Canada’s household debt-to-disposable income ratio rose to new high of 163.3 per cent in fourth quarter of 2014.
Put another way, households held roughly $1.63 of credit market debt for every dollar of disposable income as of the end of last year, StatsCan said.
“The new household debt numbers are a big concern,” said Scott Hannah, President and CEO of the Credit Counselling Society, a non-profit service for consumers.
“It shows the majority of Canadians are still relying on credit to manage their monthly expenses.”
StatsCan said total household credit market debt, which includes consumer credit, mortgage, and non-mortgage loans, came in at more than $1.8 billion at the end of December, which is an increase of 1.1 per cent from the third quarter last year.
Consumer credit debt was $519 billion, up 0.8 per cent, while mortgage debt advanced 1.2 per cent to about $1.2 billion.
Late last year, StatsCan adjusted its previous debt-to-income data to reflect the fact that household mortgages had less value than earlier estimated.
The previous record debt-to-income ratio of 164.1 per cent in the third quarter of 2013 was trimmed 161.7 per cent. The ratio for the second quarter of 2014 was reduced to 161.5 per cent from its original 163.6 per cent.
In the third quarter of last year, Canada’s debt-to-income ratio was 162.6 per cent.
The Bank of Canada’s surprise interest rate cut made in January should help ease Canadians’ debt load moving forward. Still, there’s a lingering concern that high debt loads leave Canadian households vulnerable to financial shocks, such as a loss of income or employment, or a sharp rise in interest rates, Hannah noted.
“At some point interest rates are going to increase,” he said. “The best course of action for consumers is to take advantage of the low interest rates to pay down their debts instead of taking out new loans and mortgages.”
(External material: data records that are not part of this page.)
// ── Tests ──────────────────────────────────────────────────────────

#[cfg(test)]
mod tests {
    use crate::document::{Document, RecordKey};
    use crate::error::Result;
    use crate::insert::Inserter;
    use crate::marker::{ColumnType, FieldType, MapDerivation, MARKER_OBJECT_END};

    fn object_doc(fill: impl FnOnce(&mut Inserter<'_, '_>) -> Result<()>) -> Document {
        let mut doc = Document::new(RecordKey::None).unwrap();
        doc.edit(|ins| ins.insert_object(0, fill)).unwrap();
        doc
    }

    #[test]
    fn test_pairwise_iteration() {
        let mut doc = object_doc(|obj| {
            obj.prop_u8("a", 1)?;
            obj.prop_string("b", "two")?;
            obj.prop_null("c")
        });
        let mut body = doc.body().unwrap();
        body.next().unwrap();
        let mut it = body.object_value().unwrap();

        assert!(it.next().unwrap());
        assert_eq!(it.prop_name().unwrap(), "a");
        assert_eq!(it.prop_type().unwrap(), FieldType::NumU8);
        assert_eq!(it.unsigned_value().unwrap(), Some(1));

        assert!(it.next().unwrap());
        assert_eq!(it.prop_name().unwrap(), "b");
        assert_eq!(it.string_value().unwrap(), "two");

        assert!(it.next().unwrap());
        assert_eq!(it.prop_name().unwrap(), "c");
        assert!(it.is_null().unwrap());

        assert!(!it.next().unwrap());
        assert!(!it.next().unwrap());
    }

    #[test]
    fn test_end_marker_offset() {
        let mut doc = object_doc(|obj| {
            obj.prop_u8("a", 1)?;
            obj.prop_u8("b", 2)
        });
        let bytes = doc.as_bytes().to_vec();
        let mut body = doc.body().unwrap();
        body.next().unwrap();
        let mut it = body.object_value().unwrap();
        it.fast_forward().unwrap();
        let end = it.end_offset().unwrap();
        assert_eq!(bytes[end as usize], MARKER_OBJECT_END);
    }

    #[test]
    fn test_nested_values() {
        let mut doc = object_doc(|obj| {
            obj.prop_object("inner", 0, |o| o.prop_true("flag"))?;
            obj.prop_array("list", 0, |a| {
                a.insert_u8(1)?;
                a.insert_u8(2)
            })?;
            obj.prop_column("col", ColumnType::I16, 2, |c| c.insert_i16(-3))
        });
        let mut body = doc.body().unwrap();
        body.next().unwrap();
        let mut it = body.object_value().unwrap();

        it.next().unwrap();
        {
            let mut sub = it.object_value().unwrap();
            assert!(sub.next().unwrap());
            assert_eq!(sub.prop_name().unwrap(), "flag");
            assert!(sub.bool_value().unwrap());
        }

        it.next().unwrap();
        {
            let mut sub = it.array_value().unwrap();
            let mut seen = Vec::new();
            while sub.next().unwrap() {
                seen.push(sub.u8_value().unwrap());
            }
            assert_eq!(seen, vec![1, 2]);
        }

        it.next().unwrap();
        {
            let sub = it.column_value().unwrap();
            assert_eq!(sub.values_info(), (ColumnType::I16, 1));
            assert_eq!(sub.i16_value(0).unwrap(), -3);
        }

        assert!(!it.next().unwrap());
    }

    #[test]
    fn test_remove_pair() {
        let mut doc = object_doc(|obj| {
            obj.prop_u8("a", 1)?;
            obj.prop_u8("b", 2)?;
            obj.prop_u8("c", 3)
        });
        let mut body = doc.body().unwrap();
        body.next().unwrap();
        let mut it = body.object_value().unwrap();
        it.next().unwrap();
        it.next().unwrap(); // at "b"
        it.remove().unwrap();

        it.rewind().unwrap();
        let mut keys = Vec::new();
        while it.next().unwrap() {
            keys.push(it.prop_name().unwrap().to_string());
        }
        assert_eq!(keys, vec!["a", "c"]);
    }

    #[test]
    fn test_update_value_in_place() {
        let mut doc = object_doc(|obj| obj.prop_u8("n", 7));
        let before = doc.len();
        let mut body = doc.body().unwrap();
        body.next().unwrap();
        let mut it = body.object_value().unwrap();
        it.next().unwrap();
        it.update_u8(8).unwrap();
        assert_eq!(it.unsigned_value().unwrap(), Some(8));
        drop(it);
        drop(body);
        assert_eq!(doc.len(), before);
    }

    #[test]
    fn test_update_value_replace_keeps_key() {
        let mut doc = object_doc(|obj| {
            obj.prop_string("n", "old")?;
            obj.prop_u8("m", 1)
        });
        let mut body = doc.body().unwrap();
        body.next().unwrap();
        let mut it = body.object_value().unwrap();
        it.next().unwrap();
        it.update_i64(-1).unwrap();
        drop(it);
        drop(body);

        assert_eq!(doc.to_json().unwrap(), r#"{"n":-1,"m":1}"#);
    }

    #[test]
    fn test_duplicate_keys_kept_in_document_order() {
        let mut doc = object_doc(|obj| {
            obj.prop_u8("k", 1)?;
            obj.prop_u8("k", 2)
        });
        let mut body = doc.body().unwrap();
        body.next().unwrap();
        let mut it = body.object_value().unwrap();
        let mut values = Vec::new();
        while it.next().unwrap() {
            assert_eq!(it.prop_name().unwrap(), "k");
            values.push(it.unsigned_value().unwrap().unwrap());
        }
        assert_eq!(values, vec![1, 2]);
    }

    #[test]
    fn test_update_type_rewrites_opener() {
        let mut doc = object_doc(|obj| obj.prop_u8("a", 1));
        let mut body = doc.body().unwrap();
        body.next().unwrap();
        let mut it = body.object_value().unwrap();
        assert!(it.is_multimap());
        it.update_type(MapDerivation::SortedMap).unwrap();
        assert!(!it.is_multimap());
        assert!(it.is_sorted());
    }
}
Credit monitoring agency Equifax released a report this month showing Canadian consumer debt hit $1.529 trillion at the end of 2014.
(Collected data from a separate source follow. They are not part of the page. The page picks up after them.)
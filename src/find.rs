//! Typed result handle for dot-path lookups.

use crate::document::Document;
use crate::error::{ColsonError, Result};
use crate::iter::{binary_at, string_at, ArrayIter, BinaryValue, ColumnIter, ObjectIter};
use crate::layout::slot_is_null;
use crate::marker::{ColumnType, FieldType};
use crate::path::{evaluate, DotPath, PathStatus, Target};
use crate::printer::{self, Printer};

/// Where the resolved value lives and how to read it.
#[derive(Debug, Clone, Copy)]
enum FindValue {
    /// A leaf field inside an array or object.
    Leaf { ty: FieldType, data_off: u64 },
    /// A container field.
    Container { ty: FieldType, begin: u64 },
    /// A slot of a column.
    ColumnSlot {
        column_begin: u64,
        elem_ty: ColumnType,
        slot_off: u64,
        index: u64,
    },
}

/// Result handle of a dot-path lookup against a document.
///
/// Typed getters reject shapes that do not match with a type-mismatch
/// error; `status()` reports why an unresolved lookup missed.
pub struct Find<'d> {
    doc: &'d mut Document,
    status: PathStatus,
    value: Option<FindValue>,
}

impl<'d> Find<'d> {
    pub(crate) fn create(doc: &'d mut Document, path: &DotPath) -> Result<Find<'d>> {
        let body = doc.body_offset();
        let eval = evaluate(doc.file_mut(), body, path)?;
        let value = match eval.target {
            Some(target) => Some(Self::snapshot(doc, target)?),
            None => None,
        };
        Ok(Find {
            doc,
            status: eval.status,
            value,
        })
    }

    /// Turn a resolved target into offsets that survive until the next
    /// mutation of the document.
    fn snapshot(doc: &mut Document, target: Target) -> Result<FindValue> {
        match target {
            Target::ArraySlot { array_begin, slot } => {
                let mut it = ArrayIter::new(doc.file_mut(), array_begin)?;
                for _ in 0..=slot {
                    if !it.next()? {
                        return Err(ColsonError::Internal(
                            "resolved array slot vanished".into(),
                        ));
                    }
                }
                let ty = it.field_type()?;
                let field = it.current()?;
                Ok(if ty.is_traversable() {
                    FindValue::Container {
                        ty,
                        begin: field.begin,
                    }
                } else {
                    FindValue::Leaf {
                        ty,
                        data_off: field.data,
                    }
                })
            }
            Target::ObjectProp { object_begin, prop } => {
                let mut it = ObjectIter::new(doc.file_mut(), object_begin)?;
                for _ in 0..=prop {
                    if !it.next()? {
                        return Err(ColsonError::Internal(
                            "resolved object property vanished".into(),
                        ));
                    }
                }
                let p = it.current()?;
                Ok(if p.val_ty.is_traversable() {
                    FindValue::Container {
                        ty: p.val_ty,
                        begin: p.val_begin,
                    }
                } else {
                    FindValue::Leaf {
                        ty: p.val_ty,
                        data_off: p.val_data,
                    }
                })
            }
            Target::ColumnSlot {
                column_begin,
                index,
            } => {
                let it = ColumnIter::new(doc.file_mut(), column_begin)?;
                let header = it.header();
                Ok(FindValue::ColumnSlot {
                    column_begin,
                    elem_ty: header.ty,
                    slot_off: header.slot_offset(index),
                    index,
                })
            }
        }
    }

    pub fn status(&self) -> PathStatus {
        self.status
    }

    pub fn has_result(&self) -> bool {
        self.status == PathStatus::Resolved
    }

    fn value(&self) -> Result<FindValue> {
        self.value.ok_or_else(|| {
            ColsonError::IllegalState(format!("path not resolved: {:?}", self.status))
        })
    }

    /// Field type of the result. Column slots report the scalar type of
    /// the slot's value (null sentinels report as null).
    pub fn field_type(&self) -> Result<FieldType> {
        Ok(match self.value()? {
            FindValue::Leaf { ty, .. } | FindValue::Container { ty, .. } => ty,
            FindValue::ColumnSlot {
                elem_ty, slot_off, ..
            } => {
                if slot_is_null(self.doc.file(), elem_ty, slot_off)? {
                    FieldType::Null
                } else {
                    match elem_ty {
                        ColumnType::U8 => FieldType::NumU8,
                        ColumnType::U16 => FieldType::NumU16,
                        ColumnType::U32 => FieldType::NumU32,
                        ColumnType::U64 => FieldType::NumU64,
                        ColumnType::I8 => FieldType::NumI8,
                        ColumnType::I16 => FieldType::NumI16,
                        ColumnType::I32 => FieldType::NumI32,
                        ColumnType::I64 => FieldType::NumI64,
                        ColumnType::Float => FieldType::NumFloat,
                        ColumnType::Boolean => {
                            if self.doc.file().u8_at(slot_off)? != 0 {
                                FieldType::True
                            } else {
                                FieldType::False
                            }
                        }
                    }
                }
            }
        })
    }

    /// Whether the result is a null value (including column null
    /// sentinels).
    pub fn is_null(&self) -> Result<bool> {
        Ok(self.field_type()?.is_null())
    }

    // ── Typed getters ──────────────────────────────────────────────

    pub fn boolean(&self) -> Result<bool> {
        match self.field_type()? {
            FieldType::True => Ok(true),
            FieldType::False => Ok(false),
            other => Err(ColsonError::TypeMismatch(format!(
                "boolean expected, found {:?}",
                other
            ))),
        }
    }

    pub fn unsigned(&self) -> Result<u64> {
        let (ty, off) = self.scalar()?;
        Ok(match ty {
            FieldType::NumU8 => self.doc.file().u8_at(off)? as u64,
            FieldType::NumU16 => self.doc.file().u16_at(off)? as u64,
            FieldType::NumU32 => self.doc.file().u32_at(off)? as u64,
            FieldType::NumU64 => self.doc.file().u64_at(off)?,
            other => {
                return Err(ColsonError::TypeMismatch(format!(
                    "unsigned number expected, found {:?}",
                    other
                )))
            }
        })
    }

    pub fn signed(&self) -> Result<i64> {
        let (ty, off) = self.scalar()?;
        Ok(match ty {
            FieldType::NumI8 => self.doc.file().i8_at(off)? as i64,
            FieldType::NumI16 => self.doc.file().i16_at(off)? as i64,
            FieldType::NumI32 => self.doc.file().i32_at(off)? as i64,
            FieldType::NumI64 => self.doc.file().i64_at(off)?,
            other => {
                return Err(ColsonError::TypeMismatch(format!(
                    "signed number expected, found {:?}",
                    other
                )))
            }
        })
    }

    pub fn float(&self) -> Result<f32> {
        let (ty, off) = self.scalar()?;
        match ty {
            FieldType::NumFloat => self.doc.file().f32_at(off),
            other => Err(ColsonError::TypeMismatch(format!(
                "float expected, found {:?}",
                other
            ))),
        }
    }

    pub fn string(&self) -> Result<&str> {
        match self.value()? {
            FindValue::Leaf { ty, data_off } if ty == FieldType::String => {
                string_at(self.doc.file(), data_off)
            }
            _ => Err(ColsonError::TypeMismatch(format!(
                "string expected, found {:?}",
                self.field_type()?
            ))),
        }
    }

    pub fn binary(&self) -> Result<BinaryValue<'_>> {
        match self.value()? {
            FindValue::Leaf { ty, data_off } if ty.is_binary() => {
                binary_at(self.doc.file(), ty, data_off)
            }
            _ => Err(ColsonError::TypeMismatch(format!(
                "binary expected, found {:?}",
                self.field_type()?
            ))),
        }
    }

    /// Scalar location for number getters. For a column slot, the scalar
    /// type is the element type of the column.
    fn scalar(&self) -> Result<(FieldType, u64)> {
        match self.value()? {
            FindValue::Leaf { ty, data_off } => Ok((ty, data_off)),
            FindValue::ColumnSlot { .. } => {
                let ty = self.field_type()?;
                let FindValue::ColumnSlot { slot_off, .. } = self.value()? else {
                    unreachable!()
                };
                Ok((ty, slot_off))
            }
            FindValue::Container { ty, .. } => Err(ColsonError::TypeMismatch(format!(
                "scalar expected, found {:?}",
                ty
            ))),
        }
    }

    // ── Container getters ──────────────────────────────────────────

    /// Iterator over the resolved array.
    pub fn array(&mut self) -> Result<ArrayIter<'_>> {
        match self.value()? {
            FindValue::Container { ty, begin } if ty.is_array_or_subtype() => {
                ArrayIter::new(self.doc.file_mut(), begin)
            }
            _ => Err(ColsonError::TypeMismatch(format!(
                "array expected, found {:?}",
                self.field_type()?
            ))),
        }
    }

    /// Iterator over the resolved object.
    pub fn object(&mut self) -> Result<ObjectIter<'_>> {
        match self.value()? {
            FindValue::Container { ty, begin } if ty.is_object_or_subtype() => {
                ObjectIter::new(self.doc.file_mut(), begin)
            }
            _ => Err(ColsonError::TypeMismatch(format!(
                "object expected, found {:?}",
                self.field_type()?
            ))),
        }
    }

    /// Iterator over the resolved column (or the column containing a
    /// resolved slot).
    pub fn column(&mut self) -> Result<ColumnIter<'_>> {
        match self.value()? {
            FindValue::Container { ty, begin } if ty.is_column_or_subtype() => {
                ColumnIter::new(self.doc.file_mut(), begin)
            }
            FindValue::ColumnSlot { column_begin, .. } => {
                ColumnIter::new(self.doc.file_mut(), column_begin)
            }
            _ => Err(ColsonError::TypeMismatch(format!(
                "column expected, found {:?}",
                self.field_type()?
            ))),
        }
    }

    /// Index of the resolved column slot, if the path ended inside a
    /// column.
    pub fn column_slot(&self) -> Result<u64> {
        match self.value()? {
            FindValue::ColumnSlot { index, .. } => Ok(index),
            _ => Err(ColsonError::TypeMismatch(
                "path did not resolve to a column slot".into(),
            )),
        }
    }

    // ── Rendering ──────────────────────────────────────────────────

    /// Render the result through a printer.
    pub fn to_json(&mut self, p: &mut dyn Printer) -> Result<()> {
        match self.value()? {
            FindValue::Leaf { ty, data_off } => {
                printer::print_leaf(self.doc.file(), p, ty, data_off)
            }
            FindValue::Container { ty, begin } => {
                printer::print_container(self.doc.file_mut(), p, ty, begin)
            }
            FindValue::ColumnSlot {
                elem_ty, slot_off, ..
            } => printer::print_column_slot(self.doc.file(), p, elem_ty, slot_off),
        }
    }
}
That debt, including mortgages, is up from was $1.513 trillion in the third quarter of last year and $1.42 trillion a year earlier, driven higher by installment and auto loans, Equinox said.
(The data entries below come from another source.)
//! Printer visitor interface and a compact JSON implementation.
//!
//! The core drives the hooks while walking a document; the printer owns
//! the output buffer. A unit array at the record root prints its sole
//! element as the record body.

use crate::error::Result;
use crate::iter::{ArrayIter, BinaryValue, ColumnIter, ObjectIter};
use crate::layout::slot_is_null;
use crate::marker::{ColumnType, FieldType};
use crate::media;
use crate::memfile::MemFile;

/// Visitor hooks invoked while walking a document.
pub trait Printer {
    fn begin_record(&mut self);
    fn end_record(&mut self);
    fn begin_object(&mut self);
    fn end_object(&mut self);
    fn begin_array(&mut self);
    fn end_array(&mut self);
    fn prop_key(&mut self, name: &str);
    fn scalar_null(&mut self);
    fn scalar_boolean(&mut self, value: bool);
    fn scalar_unsigned(&mut self, value: u64);
    fn scalar_signed(&mut self, value: i64);
    fn scalar_float(&mut self, value: f32);
    fn scalar_string(&mut self, value: &str);
    fn scalar_binary(&mut self, value: &BinaryValue<'_>);
}

// ── Compact JSON printer ───────────────────────────────────────────

/// Renders the visited document as compact JSON (no whitespace).
#[derive(Debug, Default)]
pub struct CompactJsonPrinter {
    out: String,
    /// One entry per open container: whether a value was already emitted
    /// at that level.
    levels: Vec<bool>,
    /// Set between a key and its value so the value emits no comma.
    after_key: bool,
}

impl CompactJsonPrinter {
    pub fn new() -> Self {
        Self::default()
    }

    /// The accumulated output.
    pub fn finish(self) -> String {
        self.out
    }

    fn separate(&mut self) {
        if self.after_key {
            self.after_key = false;
            return;
        }
        if let Some(has_prior) = self.levels.last_mut() {
            if *has_prior {
                self.out.push(',');
            }
            *has_prior = true;
        }
    }

    fn push_escaped(&mut self, s: &str) {
        self.out.push('"');
        for c in s.chars() {
            match c {
                '"' => self.out.push_str("\\\""),
                '\\' => self.out.push_str("\\\\"),
                '\n' => self.out.push_str("\\n"),
                '\r' => self.out.push_str("\\r"),
                '\t' => self.out.push_str("\\t"),
                c if (c as u32) < 0x20 => {
                    self.out.push_str(&format!("\\u{:04x}", c as u32));
                }
                c => self.out.push(c),
            }
        }
        self.out.push('"');
    }
}

impl Printer for CompactJsonPrinter {
    fn begin_record(&mut self) {}

    fn end_record(&mut self) {}

    fn begin_object(&mut self) {
        self.separate();
        self.out.push('{');
        self.levels.push(false);
    }

    fn end_object(&mut self) {
        self.levels.pop();
        self.out.push('}');
    }

    fn begin_array(&mut self) {
        self.separate();
        self.out.push('[');
        self.levels.push(false);
    }

    fn end_array(&mut self) {
        self.levels.pop();
        self.out.push(']');
    }

    fn prop_key(&mut self, name: &str) {
        self.separate();
        self.push_escaped(name);
        self.out.push(':');
        self.after_key = true;
    }

    fn scalar_null(&mut self) {
        self.separate();
        self.out.push_str("null");
    }

    fn scalar_boolean(&mut self, value: bool) {
        self.separate();
        self.out.push_str(if value { "true" } else { "false" });
    }

    fn scalar_unsigned(&mut self, value: u64) {
        self.separate();
        self.out.push_str(&value.to_string());
    }

    fn scalar_signed(&mut self, value: i64) {
        self.separate();
        self.out.push_str(&value.to_string());
    }

    fn scalar_float(&mut self, value: f32) {
        self.separate();
        self.out.push_str(&value.to_string());
    }

    fn scalar_string(&mut self, value: &str) {
        self.separate();
        self.push_escaped(value);
    }

    fn scalar_binary(&mut self, value: &BinaryValue<'_>) {
        self.separate();
        self.out.push('{');
        self.out.push_str("\"type\":");
        let type_label = value
            .type_name
            .map(str::to_string)
            .or_else(|| {
                value
                    .mime_id
                    .and_then(media::mime_by_id)
                    .map(str::to_string)
            })
            .unwrap_or_else(|| "application/octet-stream".to_string());
        self.out.push('"');
        self.out.push_str(&type_label);
        self.out.push('"');
        self.out.push_str(",\"encoding\":\"hex\",\"value\":\"");
        for byte in value.bytes {
            self.out.push_str(&format!("{:02x}", byte));
        }
        self.out.push_str("\"}");
    }
}

// ── Traversal drivers ──────────────────────────────────────────────

/// Print a whole record: a unit array at the root prints its sole element
/// as the record body.
pub(crate) fn print_record(
    file: &mut MemFile,
    body_begin: u64,
    p: &mut dyn Printer,
) -> Result<()> {
    p.begin_record();
    let mut it = ArrayIter::new_record_body(file, body_begin)?;
    let mut unwrapped = false;
    if it.is_unit()? {
        it.next()?;
        // Only a container element stands in for the record body; a unit
        // array around a scalar prints as the array it is.
        if it.field_type()?.is_traversable() {
            print_array_field(&mut it, p)?;
            unwrapped = true;
        } else {
            it.rewind()?;
        }
    }
    if !unwrapped {
        print_array(&mut it, p)?;
    }
    p.end_record();
    Ok(())
}

/// Print a container opening at `begin`.
pub(crate) fn print_container(
    file: &mut MemFile,
    p: &mut dyn Printer,
    ty: FieldType,
    begin: u64,
) -> Result<()> {
    if ty.is_array_or_subtype() {
        let mut it = ArrayIter::new(file, begin)?;
        print_array(&mut it, p)
    } else if ty.is_object_or_subtype() {
        let mut it = ObjectIter::new(file, begin)?;
        print_object(&mut it, p)
    } else {
        let mut it = ColumnIter::new(file, begin)?;
        print_column(&mut it, p)
    }
}

/// Print a leaf field given its payload offset.
pub(crate) fn print_leaf(
    file: &MemFile,
    p: &mut dyn Printer,
    ty: FieldType,
    data_off: u64,
) -> Result<()> {
    match ty {
        FieldType::Null => p.scalar_null(),
        FieldType::True => p.scalar_boolean(true),
        FieldType::False => p.scalar_boolean(false),
        FieldType::NumU8 => p.scalar_unsigned(file.u8_at(data_off)? as u64),
        FieldType::NumU16 => p.scalar_unsigned(file.u16_at(data_off)? as u64),
        FieldType::NumU32 => p.scalar_unsigned(file.u32_at(data_off)? as u64),
        FieldType::NumU64 => p.scalar_unsigned(file.u64_at(data_off)?),
        FieldType::NumI8 => p.scalar_signed(file.i8_at(data_off)? as i64),
        FieldType::NumI16 => p.scalar_signed(file.i16_at(data_off)? as i64),
        FieldType::NumI32 => p.scalar_signed(file.i32_at(data_off)? as i64),
        FieldType::NumI64 => p.scalar_signed(file.i64_at(data_off)?),
        FieldType::NumFloat => p.scalar_float(file.f32_at(data_off)?),
        FieldType::String => {
            let s = crate::iter::string_at(file, data_off)?.to_string();
            p.scalar_string(&s);
        }
        FieldType::Binary | FieldType::BinaryCustom => {
            let value = crate::iter::binary_at(file, ty, data_off)?;
            p.scalar_binary(&value);
        }
        other => {
            return Err(crate::error::ColsonError::Internal(format!(
                "container {:?} passed to leaf printer",
                other
            )))
        }
    }
    Ok(())
}

/// Print one column slot as a scalar.
pub(crate) fn print_column_slot(
    file: &MemFile,
    p: &mut dyn Printer,
    ty: ColumnType,
    slot_off: u64,
) -> Result<()> {
    if slot_is_null(file, ty, slot_off)? {
        p.scalar_null();
        return Ok(());
    }
    match ty {
        ColumnType::U8 => p.scalar_unsigned(file.u8_at(slot_off)? as u64),
        ColumnType::U16 => p.scalar_unsigned(file.u16_at(slot_off)? as u64),
        ColumnType::U32 => p.scalar_unsigned(file.u32_at(slot_off)? as u64),
        ColumnType::U64 => p.scalar_unsigned(file.u64_at(slot_off)?),
        ColumnType::I8 => p.scalar_signed(file.i8_at(slot_off)? as i64),
        ColumnType::I16 => p.scalar_signed(file.i16_at(slot_off)? as i64),
        ColumnType::I32 => p.scalar_signed(file.i32_at(slot_off)? as i64),
        ColumnType::I64 => p.scalar_signed(file.i64_at(slot_off)?),
        ColumnType::Float => p.scalar_float(file.f32_at(slot_off)?),
        ColumnType::Boolean => p.scalar_boolean(file.u8_at(slot_off)? != 0),
    }
    Ok(())
}

fn print_array(it: &mut ArrayIter<'_>, p: &mut dyn Printer) -> Result<()> {
    p.begin_array();
    while it.next()? {
        print_array_field(it, p)?;
    }
    p.end_array();
    Ok(())
}

/// Print the field the array iterator currently points at.
fn print_array_field(it: &mut ArrayIter<'_>, p: &mut dyn Printer) -> Result<()> {
    let ty = it.field_type()?;
    if ty.is_array_or_subtype() {
        let mut sub = it.array_value()?;
        print_array(&mut sub, p)
    } else if ty.is_object_or_subtype() {
        let mut sub = it.object_value()?;
        print_object(&mut sub, p)
    } else if ty.is_column_or_subtype() {
        let mut sub = it.column_value()?;
        print_column(&mut sub, p)
    } else {
        let field = it.current()?;
        print_leaf(it.file, p, ty, field.data)
    }
}

fn print_object(it: &mut ObjectIter<'_>, p: &mut dyn Printer) -> Result<()> {
    p.begin_object();
    while it.next()? {
        let name = it.prop_name()?.to_string();
        p.prop_key(&name);
        let ty = it.prop_type()?;
        if ty.is_array_or_subtype() {
            let mut sub = it.array_value()?;
            print_array(&mut sub, p)?;
        } else if ty.is_object_or_subtype() {
            let mut sub = it.object_value()?;
            print_object(&mut sub, p)?;
        } else if ty.is_column_or_subtype() {
            let mut sub = it.column_value()?;
            print_column(&mut sub, p)?;
        } else {
            let prop = it.current()?;
            print_leaf(it.file, p, ty, prop.val_data)?;
        }
    }
    p.end_object();
    Ok(())
}

/// Columns print as JSON arrays; null sentinels print as `null`.
fn print_column(it: &mut ColumnIter<'_>, p: &mut dyn Printer) -> Result<()> {
    p.begin_array();
    let (ty, num) = it.values_info();
    for i in 0..num {
        let slot_off = it.header().slot_offset(i);
        print_column_slot(it.file, p, ty, slot_off)?;
    }
    p.end_array();
    Ok(())
}

#[cfg(test)]
mod tests {
    use super::*;

    #[test]
    fn test_json_escaping() {
        let mut p = CompactJsonPrinter::new();
        p.begin_array();
        p.scalar_string("a\"b\\c\nd");
        p.end_array();
        assert_eq!(p.finish(), r#"["a\"b\\c\nd"]"#);
    }

    #[test]
    fn test_comma_placement() {
        let mut p = CompactJsonPrinter::new();
        p.begin_object();
        p.prop_key("a");
        p.scalar_unsigned(1);
        p.prop_key("b");
        p.begin_array();
        p.scalar_null();
        p.scalar_boolean(true);
        p.end_array();
        p.end_object();
        assert_eq!(p.finish(), r#"{"a":1,"b":[null,true]}"#);
    }

    #[test]
    fn test_empty_containers() {
        let mut p = CompactJsonPrinter::new();
        p.begin_array();
        p.end_array();
        assert_eq!(p.finish(), "[]");

        let mut p = CompactJsonPrinter::new();
        p.begin_object();
        p.end_object();
        assert_eq!(p.finish(), "{}");
    }

    #[test]
    fn test_signed_and_float() {
        let mut p = CompactJsonPrinter::new();
        p.begin_array();
        p.scalar_signed(-5);
        p.scalar_float(2.5);
        p.end_array();
        assert_eq!(p.finish(), "[-5,2.5]");
    }
}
The average debt held by Canadians, excluding mortgages, increased by 2.9 per cent to $20,967.
“It’s a cautionary tale what we are currently seeing in the Canadian economy,” said Regina Malina, senior director of decision insights at Equifax Canada, in releasing the latest numbers.
“The rapid decline in oil prices caught many by surprise. And, that’s the point - consumers and business owners need to be more vigilant. When economic change happens, it can happen very quickly and can challenge previously observed stability of key economic and credit indicators.”
Earlier this week, the International Monetary Fund also raised concern about Canada’s overheated housing markets and high household debt levels.
Hannah said his organization, which offers free advice for Canadians overwhelmed with debt, receive more 5,000 phone calls a month from people looking for help to pay down their debts.
“As Canadians start to become more aware of their personal finances, it’s our hope that the household debt ratio will start to ease back down,” Hannah said.